Figure 2. STAT3 is hyper-phosphorylated in OSCC and inhibiting phosphorylation of STAT3 by cryptotanshione triggers apoptosis in oral cancer cell lines

(A) Left panel: Expression of phosphorylated STAT3 (p-STAT3) was evaluated by immunohistochemistry in tissue samples of patients with OSCC (n=41) compared with normal oral mucosa (NOM, n=14); Right panel: Dot-plot graph of p-STAT3 expression. (*) indicates p < 0.05 significant difference between NOM and OSCC group. (B) HSC3 and HSC4 cells were treated with DMSO or the STAT3 inhibitor, cryptotanshinone (Crypto, 12 and 50 μM, respectively) and cell viability was analyzed using a trypan blue exclusion assay. The graphs represent the mean ± S.D. of triplicate experiments. *, p < 0.05 is compared with control group. (C) Whole-cell lysates were analyzed by Western blotting using antibodies against p-STAT3, STAT3, and cleaved PARP. Data represent the mean of triplicate experiments. *, p < 0.05 is compared with control group. (D) Nuclear condensation and fragmentation were assessed by staining with DAPI (magnification X400).

Figure 3. Nitidine chloride (NC) reduces the expression levels of p-STAT3 in oral cancer cell lines

The expression of p-STAT3 was determined by Western blotting in a concentration- (A) and time-dependent manner (B). Data represent the mean of triplicate experiments. *, p < 0.05 is compared with control group. (C) p-STAT3 protein expression was confirmed by immunofluorescence using florescence microscopy (magnification X200).

Figure 4. The effect of NC on cell growth and apoptosis in four other different oral cancer cell lines (YD15, MC3, HN22 and Ca9.22)

Cells were treated with various concentrations of NC for 24hr. The growth inhibitory effect of NC was examined by trypan blue exclusion assay, and the effects of NC on PARP and caspase 3 cleavages, STAT3, and p-STAT3 were analyzed by Western blotting. The graphs represent the mean ± S.D. of triplicate experiments. *, p < 0.05 are compared with control group.

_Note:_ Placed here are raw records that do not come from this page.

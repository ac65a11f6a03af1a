use super::auth::AuthedUser;
use super::{ApiError, AppState};
use crate::events::ChangeEvent;
use crate::locations::LocationService;
use crate::posts::PostService;
use axum::extract::State;
use axum::response::sse::{Event, KeepAlive, Sse};
use futures_util::stream::{self, Stream, StreamExt};
use std::convert::Infallible;
use tokio::sync::broadcast::error::RecvError;

/// Pushes a fresh feed snapshot on connect and again after every feed
/// write. Consumers replace their whole list; there is no delta format.
pub(crate) async fn feed_stream_handler(
    State(state): State<AppState>,
    _user: AuthedUser,
) -> Result<Sse<impl Stream<Item = Result<Event, Infallible>>>, ApiError> {
    let service = PostService::new(state.store.clone(), state.events.clone());
    let rx = state.events.subscribe();
    let initial = json_event("snapshot", &service.list_feed()?);
    let updates = stream::unfold((rx, service), |(mut rx, service)| async move {
        loop {
            match rx.recv().await {
                Ok(ChangeEvent::FeedChanged) => {
                    return feed_snapshot(&service)
                        .map(|event| (Ok::<_, Infallible>(event), (rx, service)));
                }
                Ok(_) => continue,
                // dropped events are fine, the next snapshot catches up
                Err(RecvError::Lagged(_)) => {
                    return feed_snapshot(&service).map(|event| (Ok(event), (rx, service)));
                }
                Err(RecvError::Closed) => return None,
            }
        }
    });
    let stream = stream::once(async move { Ok::<_, Infallible>(initial) }).chain(updates);
    Ok(Sse::new(stream).keep_alive(KeepAlive::default()))
}

/// Location snapshots plus proximity alerts addressed to this user.
pub(crate) async fn locations_stream_handler(
    State(state): State<AppState>,
    user: AuthedUser,
) -> Result<Sse<impl Stream<Item = Result<Event, Infallible>>>, ApiError> {
    let service = LocationService::new(state.store.clone(), state.events.clone());
    let rx = state.events.subscribe();
    let user_id = user.id;
    let initial = json_event("snapshot", &service.list_others(&user_id)?);
    let updates = stream::unfold(
        (rx, service, user_id),
        |(mut rx, service, user_id)| async move {
            loop {
                match rx.recv().await {
                    Ok(ChangeEvent::LocationsChanged) => {
                        return locations_snapshot(&service, &user_id)
                            .map(|event| (Ok::<_, Infallible>(event), (rx, service, user_id)));
                    }
                    Ok(ChangeEvent::ProximityAlert(alert)) if alert.user_id == user_id => {
                        let event = json_event("alert", &alert);
                        return Some((Ok(event), (rx, service, user_id)));
                    }
                    Ok(_) => continue,
                    Err(RecvError::Lagged(_)) => {
                        return locations_snapshot(&service, &user_id)
                            .map(|event| (Ok(event), (rx, service, user_id)));
                    }
                    Err(RecvError::Closed) => return None,
                }
            }
        },
    );
    let stream = stream::once(async move { Ok::<_, Infallible>(initial) }).chain(updates);
    Ok(Sse::new(stream).keep_alive(KeepAlive::default()))
}

/// Fresh full-feed snapshot event. A store failure yields `None`, which ends
/// the stream; the client reconnects and starts from a clean snapshot.
fn feed_snapshot(service: &PostService) -> Option<Event> {
    match service.list_feed() {
        Ok(posts) => Some(json_event("snapshot", &posts)),
        Err(err) => {
            tracing::error!(error = %err, "feed snapshot failed, closing stream");
            None
        }
    }
}

fn locations_snapshot(service: &LocationService, user_id: &str) -> Option<Event> {
    match service.list_others(user_id) {
        Ok(locations) => Some(json_event("snapshot", &locations)),
        Err(err) => {
            tracing::error!(error = %err, "locations snapshot failed, closing stream");
            None
        }
    }
}

fn json_event<T: serde::Serialize>(name: &'static str, payload: &T) -> Event {
    match Event::default().event(name).json_data(payload) {
        Ok(event) => event,
        Err(err) => {
            tracing::warn!(error = %err, "failed to encode stream event");
            Event::default().event(name).data("null")
        }
    }
}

Figure 5. NC suppresses tumor growth and induces apoptosis in a nude mouse xenograft model bearing HSC3 cells

Athymic nude mice bearing HSC3 cells (4 mice per group) were treated with vehicle control or NC (10 mg/kg) for 24 days. Tumor volume (A), tumor weight (B) and body weight (E) were calculated at the indicated time points after treatment with NC. The graphs represent the mean ± S.E. of triplicate experiments. *, p < 0.05 is compared with control group. ^p=0.057 (C) Apoptosis was detected in tumor tissues using TUNEL assay (magnification, X200). Results are expressed as mean ± S.E and significance (p < 0.05) compared with the control-treated controls are indicated (*). (D) The expression levels of p-STAT3 were evaluated using immunohistochemistry. Slides were observed using a microscope (magnification X400). The graphs represent the mean ± S.E. of triplicate experiments. *, p < 0.05 is compared with control group. (F) Organ weights (liver and kidney) were measured. (G) Two organ tissue samples from control- and NC-treated mice were subjected to histopathological analysis using H&E staining (magnification, X200).